Google wants to organize the world’s information. As it turns out, that goal comes with a carbon footprint roughly the size of a small country.
According to the company’s 2025 Environmental Report, total greenhouse gas emissions in 2024 reached approximately 11.5 million tons of CO2 equivalent. This is a 51% increase from Google’s 2019 baseline, and is overwhelmingly due to the infrastructure required to run AI models like Gemini.
Data center power consumption alone increased 27% year over year. The company attributes this primarily to growth in AI workloads and overall supply chain operations. For context, the International Energy Agency predicts that global data center electricity usage could double to approximately 945 TWh by 2030.
efficiency paradox
In fact, the company achieved a 12% reduction in data center energy emissions in 2024 thanks to clean energy investments and more efficient hardware. But total emissions are still ballooning because the demand for AI computing is growing faster than the efficiency gains can offset.
Google’s numbers for individual AI tasks are really impressive when looked at individually. The median energy consumption of one Gemini text prompt is just 0.24 watt-hours, producing 0.03 grams of CO2 equivalent and using 0.26 milliliters of water. According to the company, this means up to a 44x improvement in carbon footprint per inference task over the past year.
Google’s data centers now deliver more than six times more computing power per unit of electricity than they did five years ago. On the hardware side, Google notes that the 7th generation Ironwood TPU is nearly 30 times more power efficient than the first Cloud TPU in 2018.
Clean energy balancing act
Google reports an average compliance rate of 66% for carbon-free energy, backed by more than 8 gigawatts of clean power capacity contracts.
The IEA predicts that U.S. data centers are on track to reach record peak electricity demand between 2026 and 2027.
What this means for investors
Rising energy procurement costs are worth monitoring closely, especially for Alphabet investors.
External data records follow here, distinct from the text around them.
//! Ordered migration plans with sequential identities

use crate::migration::ddl::{self, DdlOperation};
use crate::migration::{Migration, MigrationId};

/// Builds an ordered migration list, numbering entries as they are pushed
///
/// ```rust,ignore
/// use stepwise::migration::{ddl, MigrationPlan};
///
/// let migrations = MigrationPlan::new()
///     .push(ddl::create_table("users", "id"))
///     .push(ddl::add_column("email", "TEXT", "users"))
///     .sql("CREATE INDEX idx_users_email ON users(email)")
///     .build();
/// ```
pub struct MigrationPlan {
    next: u64,
    migrations: Vec<Migration>,
}

impl Default for MigrationPlan {
    fn default() -> Self {
        Self::new()
    }
}

impl MigrationPlan {
    /// Start numbering at 1
    pub fn new() -> Self {
        Self::starting_at(1)
    }

    /// Start numbering at `first`, e.g. to continue an existing sequence
    pub fn starting_at(first: u64) -> Self {
        Self {
            next: first,
            migrations: Vec::new(),
        }
    }

    /// Identity the next pushed entry will receive
    pub fn next_id(&self) -> MigrationId {
        MigrationId::new(self.next)
    }

    pub fn push(self, op: DdlOperation) -> Self {
        self.custom(|id| op.into_migration(id))
    }

    pub fn push_named(self, op: DdlOperation, name: &str) -> Self {
        self.custom(|id| op.into_named_migration(id, name))
    }

    /// Append raw SQL
    pub fn sql(self, sql: &str) -> Self {
        self.push(ddl::execute_sql(sql))
    }

    /// Append a hand-built migration; `build` receives the assigned identity
    pub fn custom<F>(mut self, build: F) -> Self
    where
        F: FnOnce(u64) -> Migration,
    {
        let id = self.next;
        self.next += 1;
        self.migrations.push(build(id));
        self
    }

    pub fn len(&self) -> usize {
        self.migrations.len()
    }

    pub fn is_empty(&self) -> bool {
        self.migrations.is_empty()
    }

    pub fn build(self) -> Vec<Migration> {
        self.migrations
    }
}

#[cfg(test)]
mod tests {
    use super::*;

    #[test]
    fn test_sequential_ids() {
        let migrations = MigrationPlan::new()
            .push(ddl::create_table("users", "id"))
            .push(ddl::add_column("email", "TEXT", "users"))
            .sql("CREATE INDEX idx_users_email ON users(email)")
            .build();

        let ids: Vec<u64> = migrations.iter().map(|m| m.id().value()).collect();
        assert_eq!(ids, vec![1, 2, 3]);
        assert_eq!(migrations[0].name(), "create_table_users");
        assert!(!migrations[2].is_reversible());
    }

    #[test]
    fn test_starting_at_and_custom() {
        let plan = MigrationPlan::starting_at(100)
            .push_named(ddl::drop_table("legacy"), "remove_legacy")
            .custom(|id| {
                Migration::sql_reversible(id, "seed", "CREATE TABLE s (x INTEGER)", "DROP TABLE s")
            });

        assert_eq!(plan.len(), 2);
        assert_eq!(plan.next_id(), MigrationId::new(102));

        let migrations = plan.build();
        assert_eq!(migrations[0].name(), "remove_legacy");
        assert_eq!(migrations[1].id(), MigrationId::new(101));
        assert!(migrations[1].is_reversible());
    }
}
Securing 8 GW of clean power contracts won’t be cheap. And competition for renewable energy capacity will only intensify as hyperscalers compete to build AI infrastructure simultaneously. These costs will ultimately be reflected in capital expenditures and could weigh on profits if AI monetization does not scale proportionately.
European regulators have already shown a willingness to impose environmental standards on technology companies, and U.S. policymakers are increasingly focused on the energy needs of data centers. Companies that can demonstrate real progress on sustainability, not just in task-specific efficiency metrics, but also actual reductions in total emissions, will be better positioned once the regulatory environment materializes.